## TASK DESCRIPTION
Look in the material below for the line holding "filename src/state/scroll.rs". Set it down exactly, with each later line up to and including the line holding "if total <= self.width()".

## SUPPLIED ENTRIES
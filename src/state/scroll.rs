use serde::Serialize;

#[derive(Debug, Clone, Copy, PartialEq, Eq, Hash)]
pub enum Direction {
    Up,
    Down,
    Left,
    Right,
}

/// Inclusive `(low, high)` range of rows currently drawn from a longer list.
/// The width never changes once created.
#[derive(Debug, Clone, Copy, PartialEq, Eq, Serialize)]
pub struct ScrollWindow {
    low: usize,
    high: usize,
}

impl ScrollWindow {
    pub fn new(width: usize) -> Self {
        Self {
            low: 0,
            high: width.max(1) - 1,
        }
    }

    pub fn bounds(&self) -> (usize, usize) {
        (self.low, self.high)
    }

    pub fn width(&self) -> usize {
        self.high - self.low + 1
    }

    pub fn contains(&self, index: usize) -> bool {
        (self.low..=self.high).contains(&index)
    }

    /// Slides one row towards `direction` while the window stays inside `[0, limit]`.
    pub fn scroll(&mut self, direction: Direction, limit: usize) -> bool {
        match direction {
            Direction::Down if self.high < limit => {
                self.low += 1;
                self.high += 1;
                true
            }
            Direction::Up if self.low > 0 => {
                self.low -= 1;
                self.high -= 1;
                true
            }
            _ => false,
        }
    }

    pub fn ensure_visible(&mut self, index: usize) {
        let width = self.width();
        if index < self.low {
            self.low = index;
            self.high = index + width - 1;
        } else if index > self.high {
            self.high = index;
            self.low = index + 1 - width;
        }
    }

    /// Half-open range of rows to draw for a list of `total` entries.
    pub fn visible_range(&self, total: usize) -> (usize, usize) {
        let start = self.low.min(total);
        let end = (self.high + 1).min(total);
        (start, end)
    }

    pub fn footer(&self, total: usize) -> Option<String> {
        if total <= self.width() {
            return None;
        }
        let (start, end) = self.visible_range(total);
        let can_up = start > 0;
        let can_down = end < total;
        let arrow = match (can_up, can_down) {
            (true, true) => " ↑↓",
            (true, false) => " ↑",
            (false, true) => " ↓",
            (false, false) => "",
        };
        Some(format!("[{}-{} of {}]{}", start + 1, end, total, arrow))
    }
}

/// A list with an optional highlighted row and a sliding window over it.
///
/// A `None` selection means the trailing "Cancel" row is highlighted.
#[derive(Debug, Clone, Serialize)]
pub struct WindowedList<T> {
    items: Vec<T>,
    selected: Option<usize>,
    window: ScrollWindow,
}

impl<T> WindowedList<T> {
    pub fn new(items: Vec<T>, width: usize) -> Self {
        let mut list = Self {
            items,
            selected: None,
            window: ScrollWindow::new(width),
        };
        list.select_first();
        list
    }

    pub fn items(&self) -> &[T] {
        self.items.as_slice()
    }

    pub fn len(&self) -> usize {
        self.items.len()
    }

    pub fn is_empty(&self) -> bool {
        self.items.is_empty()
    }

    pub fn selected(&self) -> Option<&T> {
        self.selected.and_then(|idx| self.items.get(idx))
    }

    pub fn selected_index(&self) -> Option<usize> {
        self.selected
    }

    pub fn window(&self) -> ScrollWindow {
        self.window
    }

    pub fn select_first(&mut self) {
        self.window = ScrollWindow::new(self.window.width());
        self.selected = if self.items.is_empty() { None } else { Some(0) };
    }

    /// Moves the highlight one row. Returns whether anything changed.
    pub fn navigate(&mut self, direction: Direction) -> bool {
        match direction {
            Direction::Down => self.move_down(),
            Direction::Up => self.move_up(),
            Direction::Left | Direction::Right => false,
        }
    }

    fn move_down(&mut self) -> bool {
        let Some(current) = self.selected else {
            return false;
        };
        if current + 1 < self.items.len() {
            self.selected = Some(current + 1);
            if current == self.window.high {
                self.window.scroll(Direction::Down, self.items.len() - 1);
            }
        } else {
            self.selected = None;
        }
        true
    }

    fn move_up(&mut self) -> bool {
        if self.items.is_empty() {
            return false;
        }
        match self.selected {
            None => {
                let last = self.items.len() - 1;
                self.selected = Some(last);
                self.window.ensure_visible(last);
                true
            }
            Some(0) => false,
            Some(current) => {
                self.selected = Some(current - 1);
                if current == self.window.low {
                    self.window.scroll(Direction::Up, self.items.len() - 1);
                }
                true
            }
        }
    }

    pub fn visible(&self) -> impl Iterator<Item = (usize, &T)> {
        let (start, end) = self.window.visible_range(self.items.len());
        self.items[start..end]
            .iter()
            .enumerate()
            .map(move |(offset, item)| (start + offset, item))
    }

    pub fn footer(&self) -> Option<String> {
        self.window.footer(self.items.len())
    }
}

--

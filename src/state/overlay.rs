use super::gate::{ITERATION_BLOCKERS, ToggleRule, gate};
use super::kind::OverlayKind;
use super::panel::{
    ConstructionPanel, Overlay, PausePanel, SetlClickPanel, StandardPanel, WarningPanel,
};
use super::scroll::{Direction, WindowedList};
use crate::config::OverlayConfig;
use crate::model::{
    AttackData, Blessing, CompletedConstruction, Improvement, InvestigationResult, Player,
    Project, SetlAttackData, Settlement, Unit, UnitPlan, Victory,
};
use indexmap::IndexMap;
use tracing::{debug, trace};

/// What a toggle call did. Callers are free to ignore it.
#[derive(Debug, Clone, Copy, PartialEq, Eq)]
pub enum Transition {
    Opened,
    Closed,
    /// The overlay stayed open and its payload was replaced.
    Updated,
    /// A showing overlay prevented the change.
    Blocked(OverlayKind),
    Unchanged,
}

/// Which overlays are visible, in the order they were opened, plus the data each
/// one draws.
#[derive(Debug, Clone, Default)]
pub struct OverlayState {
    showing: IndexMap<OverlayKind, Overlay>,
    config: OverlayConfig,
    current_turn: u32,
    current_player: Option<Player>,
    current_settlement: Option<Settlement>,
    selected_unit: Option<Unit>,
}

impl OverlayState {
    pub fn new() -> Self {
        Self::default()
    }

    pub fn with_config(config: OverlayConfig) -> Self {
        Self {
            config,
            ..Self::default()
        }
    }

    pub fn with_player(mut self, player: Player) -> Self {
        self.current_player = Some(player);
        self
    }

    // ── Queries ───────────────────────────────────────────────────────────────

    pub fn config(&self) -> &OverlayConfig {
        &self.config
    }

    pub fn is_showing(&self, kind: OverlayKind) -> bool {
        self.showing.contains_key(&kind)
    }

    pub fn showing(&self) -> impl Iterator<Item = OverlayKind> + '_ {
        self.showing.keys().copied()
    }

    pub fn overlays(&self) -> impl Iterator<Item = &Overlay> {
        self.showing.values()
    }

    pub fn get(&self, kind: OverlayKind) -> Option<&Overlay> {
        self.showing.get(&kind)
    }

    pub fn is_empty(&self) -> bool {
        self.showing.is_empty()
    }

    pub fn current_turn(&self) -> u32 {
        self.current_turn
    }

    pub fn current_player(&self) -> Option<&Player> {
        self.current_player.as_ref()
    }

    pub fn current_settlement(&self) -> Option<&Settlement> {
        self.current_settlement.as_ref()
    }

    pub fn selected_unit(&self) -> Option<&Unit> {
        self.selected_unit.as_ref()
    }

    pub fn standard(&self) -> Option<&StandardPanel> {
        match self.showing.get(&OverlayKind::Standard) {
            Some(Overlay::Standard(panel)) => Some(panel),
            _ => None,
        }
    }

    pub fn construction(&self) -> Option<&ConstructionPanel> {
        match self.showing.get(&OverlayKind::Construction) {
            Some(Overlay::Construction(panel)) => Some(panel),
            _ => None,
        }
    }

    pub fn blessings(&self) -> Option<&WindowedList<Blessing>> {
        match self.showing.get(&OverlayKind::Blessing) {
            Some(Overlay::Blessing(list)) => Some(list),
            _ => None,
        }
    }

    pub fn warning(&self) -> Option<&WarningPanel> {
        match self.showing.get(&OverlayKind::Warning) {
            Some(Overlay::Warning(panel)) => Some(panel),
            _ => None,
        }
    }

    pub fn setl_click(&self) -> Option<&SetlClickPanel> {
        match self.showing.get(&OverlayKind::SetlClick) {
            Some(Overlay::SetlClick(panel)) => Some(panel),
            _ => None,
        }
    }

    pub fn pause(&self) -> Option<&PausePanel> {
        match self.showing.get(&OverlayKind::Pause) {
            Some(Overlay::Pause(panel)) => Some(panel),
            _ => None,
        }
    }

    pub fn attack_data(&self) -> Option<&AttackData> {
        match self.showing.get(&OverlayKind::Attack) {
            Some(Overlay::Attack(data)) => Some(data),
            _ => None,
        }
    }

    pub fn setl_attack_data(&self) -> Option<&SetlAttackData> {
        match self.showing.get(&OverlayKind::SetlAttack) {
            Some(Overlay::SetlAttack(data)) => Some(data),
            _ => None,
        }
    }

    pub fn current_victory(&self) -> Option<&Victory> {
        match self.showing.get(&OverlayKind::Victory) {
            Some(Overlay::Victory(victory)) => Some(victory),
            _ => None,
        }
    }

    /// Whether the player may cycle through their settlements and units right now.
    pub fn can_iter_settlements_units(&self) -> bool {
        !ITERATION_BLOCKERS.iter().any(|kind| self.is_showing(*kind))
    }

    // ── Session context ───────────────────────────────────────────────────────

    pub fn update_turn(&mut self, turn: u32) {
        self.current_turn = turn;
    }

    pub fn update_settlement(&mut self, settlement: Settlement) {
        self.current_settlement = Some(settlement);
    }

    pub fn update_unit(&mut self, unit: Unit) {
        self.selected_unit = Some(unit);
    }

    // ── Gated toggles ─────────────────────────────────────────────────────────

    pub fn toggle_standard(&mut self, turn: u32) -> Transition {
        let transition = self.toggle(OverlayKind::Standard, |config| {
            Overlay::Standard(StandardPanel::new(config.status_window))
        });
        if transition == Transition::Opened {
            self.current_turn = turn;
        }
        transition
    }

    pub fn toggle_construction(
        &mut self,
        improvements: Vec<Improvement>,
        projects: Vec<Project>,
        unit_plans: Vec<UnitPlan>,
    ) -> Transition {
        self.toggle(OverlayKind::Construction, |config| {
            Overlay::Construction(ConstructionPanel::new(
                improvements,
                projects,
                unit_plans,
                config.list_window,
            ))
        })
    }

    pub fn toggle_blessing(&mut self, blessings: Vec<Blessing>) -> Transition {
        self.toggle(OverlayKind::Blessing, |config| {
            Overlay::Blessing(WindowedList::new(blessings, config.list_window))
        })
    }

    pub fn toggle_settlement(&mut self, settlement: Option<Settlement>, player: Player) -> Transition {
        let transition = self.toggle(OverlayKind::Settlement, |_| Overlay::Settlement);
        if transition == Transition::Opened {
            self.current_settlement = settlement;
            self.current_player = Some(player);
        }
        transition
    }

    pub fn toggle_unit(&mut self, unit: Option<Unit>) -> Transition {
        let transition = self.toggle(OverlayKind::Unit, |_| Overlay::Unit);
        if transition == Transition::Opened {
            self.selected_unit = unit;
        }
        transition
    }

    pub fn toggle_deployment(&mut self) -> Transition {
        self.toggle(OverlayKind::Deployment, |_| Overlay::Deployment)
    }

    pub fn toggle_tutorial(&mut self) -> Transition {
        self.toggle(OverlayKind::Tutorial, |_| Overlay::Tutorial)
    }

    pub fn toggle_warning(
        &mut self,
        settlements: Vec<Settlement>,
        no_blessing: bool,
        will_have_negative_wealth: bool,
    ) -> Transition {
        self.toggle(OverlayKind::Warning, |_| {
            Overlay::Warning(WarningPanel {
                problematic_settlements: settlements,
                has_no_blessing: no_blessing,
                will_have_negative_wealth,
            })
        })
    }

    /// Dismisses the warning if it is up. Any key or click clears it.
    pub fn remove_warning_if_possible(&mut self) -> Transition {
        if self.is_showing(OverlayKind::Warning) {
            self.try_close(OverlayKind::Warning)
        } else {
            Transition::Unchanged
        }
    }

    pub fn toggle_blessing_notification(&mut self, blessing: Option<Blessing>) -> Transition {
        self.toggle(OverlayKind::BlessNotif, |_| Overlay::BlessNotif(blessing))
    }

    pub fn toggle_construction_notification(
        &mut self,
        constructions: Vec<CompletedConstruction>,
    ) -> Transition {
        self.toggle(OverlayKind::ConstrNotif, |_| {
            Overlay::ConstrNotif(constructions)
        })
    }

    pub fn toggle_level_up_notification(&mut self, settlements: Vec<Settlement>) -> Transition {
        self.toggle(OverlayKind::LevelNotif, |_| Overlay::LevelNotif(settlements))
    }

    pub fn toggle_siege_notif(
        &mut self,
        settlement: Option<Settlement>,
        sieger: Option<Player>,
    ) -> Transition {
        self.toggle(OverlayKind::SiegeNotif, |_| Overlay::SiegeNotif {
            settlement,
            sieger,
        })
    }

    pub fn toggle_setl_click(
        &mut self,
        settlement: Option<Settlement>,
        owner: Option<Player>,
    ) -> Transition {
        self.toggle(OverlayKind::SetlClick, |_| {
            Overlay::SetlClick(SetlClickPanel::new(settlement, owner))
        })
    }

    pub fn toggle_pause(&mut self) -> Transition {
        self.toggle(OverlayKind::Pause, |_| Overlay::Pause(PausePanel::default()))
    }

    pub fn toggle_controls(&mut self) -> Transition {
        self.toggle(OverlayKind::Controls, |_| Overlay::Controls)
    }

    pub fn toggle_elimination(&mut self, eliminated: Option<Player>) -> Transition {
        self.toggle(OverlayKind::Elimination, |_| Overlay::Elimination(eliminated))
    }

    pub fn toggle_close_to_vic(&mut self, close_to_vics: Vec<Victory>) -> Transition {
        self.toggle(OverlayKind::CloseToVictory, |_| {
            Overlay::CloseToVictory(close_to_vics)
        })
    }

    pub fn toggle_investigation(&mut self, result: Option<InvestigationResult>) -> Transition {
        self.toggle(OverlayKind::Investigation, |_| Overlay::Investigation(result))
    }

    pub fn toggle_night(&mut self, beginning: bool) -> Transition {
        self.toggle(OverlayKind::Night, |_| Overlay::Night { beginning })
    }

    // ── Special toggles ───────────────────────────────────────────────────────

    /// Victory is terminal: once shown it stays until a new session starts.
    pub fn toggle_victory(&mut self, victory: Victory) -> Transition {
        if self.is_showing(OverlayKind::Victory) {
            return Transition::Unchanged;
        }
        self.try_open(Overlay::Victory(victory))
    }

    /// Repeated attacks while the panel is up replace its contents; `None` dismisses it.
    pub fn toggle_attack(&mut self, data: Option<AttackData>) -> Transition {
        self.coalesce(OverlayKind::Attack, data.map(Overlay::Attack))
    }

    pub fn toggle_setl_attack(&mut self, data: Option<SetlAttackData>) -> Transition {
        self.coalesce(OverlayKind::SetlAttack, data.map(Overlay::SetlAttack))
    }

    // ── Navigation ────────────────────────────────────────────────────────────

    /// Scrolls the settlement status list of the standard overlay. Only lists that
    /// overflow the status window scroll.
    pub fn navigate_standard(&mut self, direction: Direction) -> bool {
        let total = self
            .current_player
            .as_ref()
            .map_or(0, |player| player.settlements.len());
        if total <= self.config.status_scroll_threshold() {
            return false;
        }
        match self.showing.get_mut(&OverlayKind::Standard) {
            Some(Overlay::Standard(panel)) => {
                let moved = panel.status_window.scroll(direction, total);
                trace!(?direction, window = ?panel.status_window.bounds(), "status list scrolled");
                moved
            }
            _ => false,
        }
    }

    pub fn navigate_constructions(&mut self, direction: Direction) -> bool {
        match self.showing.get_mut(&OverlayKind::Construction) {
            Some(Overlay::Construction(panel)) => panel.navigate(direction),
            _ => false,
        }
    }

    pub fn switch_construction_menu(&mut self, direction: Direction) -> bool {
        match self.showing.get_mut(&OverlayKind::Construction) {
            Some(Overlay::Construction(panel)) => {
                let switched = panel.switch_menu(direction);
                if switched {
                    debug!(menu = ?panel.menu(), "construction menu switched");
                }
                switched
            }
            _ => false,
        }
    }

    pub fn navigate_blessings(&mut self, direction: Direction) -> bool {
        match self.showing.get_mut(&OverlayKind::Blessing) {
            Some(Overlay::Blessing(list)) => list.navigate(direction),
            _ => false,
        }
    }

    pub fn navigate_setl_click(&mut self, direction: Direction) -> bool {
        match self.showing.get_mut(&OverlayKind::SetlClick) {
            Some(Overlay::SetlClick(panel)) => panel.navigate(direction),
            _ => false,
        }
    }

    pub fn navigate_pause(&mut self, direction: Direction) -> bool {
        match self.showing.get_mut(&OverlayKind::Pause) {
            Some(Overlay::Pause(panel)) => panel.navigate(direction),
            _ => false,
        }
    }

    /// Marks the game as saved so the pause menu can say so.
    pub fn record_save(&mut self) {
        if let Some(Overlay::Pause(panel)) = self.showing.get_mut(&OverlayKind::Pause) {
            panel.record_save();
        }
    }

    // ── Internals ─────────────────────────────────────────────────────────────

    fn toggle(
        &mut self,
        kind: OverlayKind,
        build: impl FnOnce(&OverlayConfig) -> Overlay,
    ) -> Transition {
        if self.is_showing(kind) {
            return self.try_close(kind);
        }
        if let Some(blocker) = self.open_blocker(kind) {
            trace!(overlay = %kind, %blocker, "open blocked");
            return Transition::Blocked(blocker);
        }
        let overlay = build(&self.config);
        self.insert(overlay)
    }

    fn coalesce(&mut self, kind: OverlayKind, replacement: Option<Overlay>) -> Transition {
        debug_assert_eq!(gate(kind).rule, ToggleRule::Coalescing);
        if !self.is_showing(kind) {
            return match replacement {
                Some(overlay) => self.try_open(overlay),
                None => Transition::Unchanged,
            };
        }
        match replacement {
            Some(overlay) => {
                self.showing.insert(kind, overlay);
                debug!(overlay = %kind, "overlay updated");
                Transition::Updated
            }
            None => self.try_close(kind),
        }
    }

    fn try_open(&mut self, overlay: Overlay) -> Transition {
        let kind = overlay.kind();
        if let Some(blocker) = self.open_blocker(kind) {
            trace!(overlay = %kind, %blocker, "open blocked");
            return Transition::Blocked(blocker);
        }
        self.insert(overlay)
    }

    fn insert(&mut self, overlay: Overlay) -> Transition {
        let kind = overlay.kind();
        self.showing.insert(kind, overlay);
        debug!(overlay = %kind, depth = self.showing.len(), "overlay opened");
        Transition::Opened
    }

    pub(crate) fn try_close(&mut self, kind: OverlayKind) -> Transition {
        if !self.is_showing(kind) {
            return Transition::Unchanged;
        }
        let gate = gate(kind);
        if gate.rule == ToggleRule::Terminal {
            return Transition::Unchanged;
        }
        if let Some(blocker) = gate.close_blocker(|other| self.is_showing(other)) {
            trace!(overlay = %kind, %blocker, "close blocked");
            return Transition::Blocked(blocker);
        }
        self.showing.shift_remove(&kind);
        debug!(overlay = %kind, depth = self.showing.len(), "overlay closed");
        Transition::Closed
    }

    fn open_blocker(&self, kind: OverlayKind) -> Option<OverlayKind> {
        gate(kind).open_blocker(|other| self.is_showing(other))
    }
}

## ANSWER SECTION
filename src/state/scroll.rs
use serde::Serialize;

#[derive(Debug, Clone, Copy, PartialEq, Eq, Hash)]
pub enum Direction {
    Up,
    Down,
    Left,
    Right,
}

/// Inclusive `(low, high)` range of rows currently drawn from a longer list.
/// The width never changes once created.
#[derive(Debug, Clone, Copy, PartialEq, Eq, Serialize)]
pub struct ScrollWindow {
    low: usize,
    high: usize,
}

impl ScrollWindow {
    pub fn new(width: usize) -> Self {
        Self {
            low: 0,
            high: width.max(1) - 1,
        }
    }

    pub fn bounds(&self) -> (usize, usize) {
        (self.low, self.high)
    }

    pub fn width(&self) -> usize {
        self.high - self.low + 1
    }

    pub fn contains(&self, index: usize) -> bool {
        (self.low..=self.high).contains(&index)
    }

    /// Slides one row towards `direction` while the window stays inside `[0, limit]`.
    pub fn scroll(&mut self, direction: Direction, limit: usize) -> bool {
        match direction {
            Direction::Down if self.high < limit => {
                self.low += 1;
                self.high += 1;
                true
            }
            Direction::Up if self.low > 0 => {
                self.low -= 1;
                self.high -= 1;
                true
            }
            _ => false,
        }
    }

    pub fn ensure_visible(&mut self, index: usize) {
        let width = self.width();
        if index < self.low {
            self.low = index;
            self.high = index + width - 1;
        } else if index > self.high {
            self.high = index;
            self.low = index + 1 - width;
        }
    }

    /// Half-open range of rows to draw for a list of `total` entries.
    pub fn visible_range(&self, total: usize) -> (usize, usize) {
        let start = self.low.min(total);
        let end = (self.high + 1).min(total);
        (start, end)
    }

    pub fn footer(&self, total: usize) -> Option<String> {
        if total <= self.width() {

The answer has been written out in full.